Até quando assistiremos a famigerada compra de votos, capaz de nivelar ao chão o eleitor corrompido e o candidato corruptor. Talvez o farisaísmo das críticas seja o responsável pela leviandade do comportamento, culturalmente tolerado socialmente. A exorbitância dos gastos de uma campanha eleitoral afasta bons candidatos do pleito e praticamente afasta a possibilidade de eleição dos desafortunados. Felizmente temos um lenitivo levando em conta a derrota de candidatos esbanjadores e caridosos no período eleitoral. 

Em Sacramento a Edilidade vai passar mais quatro anos sem a representatividade feminina. A mulher cônscia do seu valor está preparada politicamente para exercer o mandato em todas as esferas na trilogia dos poderes. A democracia, gênese da igualdade de condições teve um refluxo na nossa cidade. No passado, sob a égide do regime autoritário Sacramento elegeu Dora Cerchi em 1976. Manteve no legislativo a cadeira representativa da mulher. 

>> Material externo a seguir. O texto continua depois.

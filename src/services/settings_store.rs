// src/services/settings_store.rs
use crate::errors::ShelfScanError;
use crate::models::ReminderSettings;
use chrono::{DateTime, TimeZone};
use log::{info, warn};
use std::path::PathBuf;
use std::sync::Arc;
use std::time::Duration;
use tokio::sync::Mutex;

pub const REMINDER_TITLE: &str = "Inventory Check";
pub const REMINDER_BODY: &str = "It's time for your scheduled stock take.";

/// Reminder settings persisted as a JSON file on this machine.
pub struct SettingsStore {
    path: PathBuf,
    write_lock: Mutex<()>,
}

impl SettingsStore {
    pub fn new(path: impl Into<PathBuf>) -> Self {
        Self {
            path: path.into(),
            write_lock: Mutex::new(()),
        }
    }

    /// Missing or unreadable settings fall back to the defaults.
    pub async fn load(&self) -> ReminderSettings {
        let raw = match tokio::fs::read_to_string(&self.path).await {
            Ok(raw) => raw,
            Err(e) if e.kind() == std::io::ErrorKind::NotFound => return ReminderSettings::default(),
            Err(e) => {
                warn!("Could not read {}: {}", self.path.display(), e);
                return ReminderSettings::default();
            }
        };

        serde_json::from_str(&raw).unwrap_or_else(|e| {
            warn!("Ignoring corrupt reminder settings in {}: {}", self.path.display(), e);
            ReminderSettings::default()
        })
    }

    pub async fn save(&self, settings: &ReminderSettings) -> Result<(), ShelfScanError> {
        settings.validate()?;
        let value = serde_json::to_string_pretty(settings)?;

        let _guard = self.write_lock.lock().await;
        if let Some(parent) = self.path.parent().filter(|p| !p.as_os_str().is_empty()) {
            tokio::fs::create_dir_all(parent).await?;
        }
        tokio::fs::write(&self.path, value).await?;
        Ok(())
    }

    /// Records a trigger at `now` when the reminder is due. Returns whether it fired.
    pub async fn fire_if_due<Tz: TimeZone>(&self, now: &DateTime<Tz>) -> Result<bool, ShelfScanError> {
        let mut settings = self.load().await;
        if !settings.is_due(now) {
            return Ok(false);
        }

        info!("{}: {}", REMINDER_TITLE, REMINDER_BODY);
        settings.last_triggered = now.timestamp_millis();
        self.save(&settings).await?;
        Ok(true)
    }
}

/// Checks the reminder every `period` against local time.
pub async fn run_reminder_ticker(store: Arc<SettingsStore>, period: Duration) {
    let mut interval = tokio::time::interval(period);
    loop {
        interval.tick().await;
        if let Err(e) = store.fire_if_due(&chrono::Local::now()).await {
            warn!("Reminder check failed: {}", e);
        }
    }
}
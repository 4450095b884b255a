// src/handlers.rs
use crate::{AppState, errors::ShelfScanError, models::*};
use crate::pipeline::batch_intake;
use crate::services::{FileDownloadSink, ImageProcessor};
use actix_multipart::Multipart;
use actix_web::{Error, HttpResponse, web};
use futures_util::TryStreamExt;
use log::{error, info};
use uuid::Uuid;

const SCAN_FAILED: &str = "Failed to analyze. Ensure the item or barcode is clearly visible.";

pub fn configure(cfg: &mut web::ServiceConfig) {
    cfg.service(
        web::scope("/api/v1")
            .route("/scan", web::post().to(scan_image))
            .route("/stock", web::get().to(list_stock))
            .route("/stock", web::delete().to(clear_stock))
            .route("/stock/scan", web::post().to(scan_into_stock))
            .route("/stock/batch", web::post().to(run_stock_batch))
            .route("/stock/progress", web::get().to(batch_progress))
            .route("/stock/{entry_id}", web::patch().to(update_stock_entry))
            .route("/stock/{entry_id}", web::delete().to(delete_stock_entry))
            .route("/settings/reminder", web::get().to(get_reminder))
            .route("/settings/reminder", web::put().to(save_reminder))
            .route("/enhance", web::post().to(start_enhance))
            .route("/enhance/{session_id}", web::get().to(get_enhance))
            .route("/enhance/{session_id}", web::delete().to(reset_enhance))
            .route("/enhance/{session_id}/download", web::post().to(download_all))
            .route(
                "/enhance/{session_id}/styles/{style_id}",
                web::post().to(generate_style),
            )
            .route(
                "/enhance/{session_id}/styles/{style_id}/image",
                web::get().to(style_image),
            ),
    )
    .route("/health", web::get().to(health_check));
}

async fn health_check() -> HttpResponse {
    HttpResponse::Ok().json(serde_json::json!({
        "status": "healthy",
        "service": "shelfscan",
        "version": env!("CARGO_PKG_VERSION")
    }))
}

/// Reads up to `max_images` image fields. Field `max_images + 1` is rejected
/// before its body is read.
async fn read_images<F>(
    payload: &mut Multipart,
    data: &AppState,
    max_images: usize,
    too_many: F,
) -> Result<Vec<CapturedImage>, Error>
where
    F: Fn(usize) -> ShelfScanError,
{
    let mut images = Vec::new();

    while let Some(mut field) = payload.try_next().await? {
        if images.len() == max_images {
            return Err(too_many(max_images).into());
        }
        let content_disposition = field.content_disposition();
        let filename = content_disposition
            .get_filename()
            .ok_or_else(|| ShelfScanError::Validation("No filename provided".to_string()))?
            .to_string();

        // Collect image data
        let mut image_data = Vec::new();
        while let Some(chunk) = field.try_next().await? {
            image_data.extend_from_slice(&chunk);
        }

        images.push(data.image_processor.capture(filename, image_data)?);
    }

    Ok(images)
}

async fn read_single_image(payload: &mut Multipart, data: &AppState) -> Result<CapturedImage, Error> {
    let images = read_images(payload, data, 1, |_| {
        ShelfScanError::Validation("Only one image can be scanned at a time".to_string())
    })
    .await?;

    images
        .into_iter()
        .next()
        .ok_or_else(|| ShelfScanError::Validation("No image provided".to_string()).into())
}

fn scan_failed(e: ShelfScanError) -> ShelfScanError {
    match e {
        ShelfScanError::LLM(reason) => {
            error!("Analysis failed: {}", reason);
            ShelfScanError::LLM(SCAN_FAILED.to_string())
        }
        other => other,
    }
}

pub async fn scan_image(mut payload: Multipart, data: web::Data<AppState>) -> Result<HttpResponse, Error> {
    let image = read_single_image(&mut payload, &data).await?;
    let analysis = data.analyzer.analyze(&image).await.map_err(scan_failed)?;

    Ok(HttpResponse::Ok().json(&analysis))
}

pub async fn list_stock(data: web::Data<AppState>) -> Result<HttpResponse, Error> {
    let entries = data.store.list().await?;
    let summary = StockSummary::from_entries(&entries);

    Ok(HttpResponse::Ok().json(serde_json::json!({
        "entries": entries,
        "summary": summary
    })))
}

pub async fn scan_into_stock(
    mut payload: Multipart,
    data: web::Data<AppState>,
) -> Result<HttpResponse, Error> {
    let image = read_single_image(&mut payload, &data).await?;
    let entry = data.intake.scan_one(&image).await.map_err(scan_failed)?;
    let notice = Notice::Success(entry.product_name.clone());

    Ok(HttpResponse::Created().json(serde_json::json!({
        "entry": entry,
        "notice": notice
    })))
}

pub async fn run_stock_batch(
    mut payload: Multipart,
    data: web::Data<AppState>,
) -> Result<HttpResponse, Error> {
    let images = read_images(
        &mut payload,
        &data,
        data.intake.max_images(),
        batch_intake::limit_reached,
    )
    .await?;
    let outcome = data.intake.run_batch(images).await?;

    Ok(HttpResponse::Ok().json(serde_json::json!({
        "outcome": outcome,
        "notice": outcome.notice()
    })))
}

pub async fn batch_progress(data: web::Data<AppState>) -> Result<HttpResponse, Error> {
    Ok(HttpResponse::Ok().json(data.intake.status()))
}

pub async fn update_stock_entry(
    path: web::Path<Uuid>,
    data: web::Data<AppState>,
    body: web::Json<EntryUpdate>,
) -> Result<HttpResponse, Error> {
    let entry = data.store.update(path.into_inner(), &body).await?;
    Ok(HttpResponse::Ok().json(&entry))
}

pub async fn delete_stock_entry(
    path: web::Path<Uuid>,
    data: web::Data<AppState>,
) -> Result<HttpResponse, Error> {
    data.store.delete(path.into_inner()).await?;
    Ok(HttpResponse::NoContent().finish())
}

pub async fn clear_stock(data: web::Data<AppState>) -> Result<HttpResponse, Error> {
    data.store.clear().await?;
    info!("Stock cleared");
    Ok(HttpResponse::NoContent().finish())
}

pub async fn get_reminder(data: web::Data<AppState>) -> Result<HttpResponse, Error> {
    Ok(HttpResponse::Ok().json(data.settings.load().await))
}

pub async fn save_reminder(
    data: web::Data<AppState>,
    body: web::Json<ReminderSettings>,
) -> Result<HttpResponse, Error> {
    let settings = body.into_inner();
    data.settings.save(&settings).await?;
    Ok(HttpResponse::Ok().json(&settings))
}

fn image_prefix(session_id: &Uuid) -> String {
    format!("/api/v1/enhance/{}/styles", session_id)
}

pub async fn start_enhance(
    mut payload: Multipart,
    data: web::Data<AppState>,
) -> Result<HttpResponse, Error> {
    let image = read_single_image(&mut payload, &data).await?;
    let session = data.variants.open(image);
    data.sessions.insert(session.clone()).await;
    info!("Opened gallery session {}", session.id);

    // Detection and the automatic styles continue after the response.
    let variants = data.variants.clone();
    let background = session.clone();
    tokio::spawn(async move {
        variants.detect_and_launch(&background).await;
    });

    let snapshot = session.snapshot(data.variants.catalog()).await;
    Ok(HttpResponse::Accepted().json(snapshot.with_image_urls(&image_prefix(&session.id))))
}

pub async fn get_enhance(path: web::Path<Uuid>, data: web::Data<AppState>) -> Result<HttpResponse, Error> {
    let session = data.sessions.get(&path.into_inner()).await?;
    let snapshot = session.snapshot(data.variants.catalog()).await;
    Ok(HttpResponse::Ok().json(snapshot.with_image_urls(&image_prefix(&session.id))))
}

pub async fn reset_enhance(path: web::Path<Uuid>, data: web::Data<AppState>) -> Result<HttpResponse, Error> {
    let session_id = path.into_inner();
    data.sessions
        .remove(&session_id)
        .await
        .ok_or_else(|| ShelfScanError::NotFound(format!("gallery session {}", session_id)))?;
    Ok(HttpResponse::NoContent().finish())
}

pub async fn generate_style(
    path: web::Path<(Uuid, String)>,
    data: web::Data<AppState>,
) -> Result<HttpResponse, Error> {
    let (session_id, style_id) = path.into_inner();
    let session = data.sessions.get(&session_id).await?;

    let started = data.variants.generate_one(&session, &style_id).await?.is_some();
    let snapshot = session.snapshot(data.variants.catalog()).await;
    let body = serde_json::json!({
        "started": started,
        "session": snapshot.with_image_urls(&image_prefix(&session_id))
    });

    if started {
        Ok(HttpResponse::Accepted().json(body))
    } else {
        Ok(HttpResponse::Ok().json(body))
    }
}

pub async fn style_image(
    path: web::Path<(Uuid, String)>,
    data: web::Data<AppState>,
) -> Result<HttpResponse, Error> {
    let (session_id, style_id) = path.into_inner();
    let session = data.sessions.get(&session_id).await?;

    let image = session
        .job(&style_id)
        .await
        .and_then(|job| job.image().cloned())
        .ok_or_else(|| ShelfScanError::NotFound(format!("generated image for {}", style_id)))?;

    Ok(HttpResponse::Ok()
        .content_type(ImageProcessor::content_type_for(&image))
        .body(image))
}

pub async fn download_all(path: web::Path<Uuid>, data: web::Data<AppState>) -> Result<HttpResponse, Error> {
    let session_id = path.into_inner();
    let session = data.sessions.get(&session_id).await?;

    let sink = FileDownloadSink::new(data.export_dir.join(session_id.to_string()));
    let saved = data.variants.download_all(&session, &sink).await?;

    Ok(HttpResponse::Ok().json(serde_json::json!({
        "saved": saved,
        "directory": sink.dir().display().to_string()
    })))
}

Não se trata de vantagem a ser alardeada pela posição cultural, econômica e social de nossa cidade. Melancolicamente a democracia racial não chegou ainda à ribanceira do Ribeirão Borá. O negro e outras etnias não prosperam nas opções restritas e isoladas nos partidos. O oportunismo e o relacionamento excludente dos partidos confere um verniz de igualdade capaz de enganar concepções mais críticas. 

A ausência dos fóruns de debates revela ainda o conservadorismo doméstico da política sacramentana. Revistas, jornais, rádios e entidades representativas limitaram-se a assistir o pleito sem envolvimento jornalístico necessário à realização do debate aberto e cidadão. 

Definitivamente a democracia não foi vencedora nas eleições municipais em Sacramento. A sociedade precisa avançar mais na busca de elementos capazes de fortalecer a participação popular, sobretudo, a democracia deve assegurar o emprego e a gestão normal dos recursos após as eleições. 

Não se trata de crítica a um grupo político. Trata-se do desencanto diante da falta de criatividade e inteligência na política. Trata-se de um pouco mais de coragem e de ousadia para coletivamente fazer Sacramento crescer política e culturalmente na direção do seu destino de cidade privilegiada.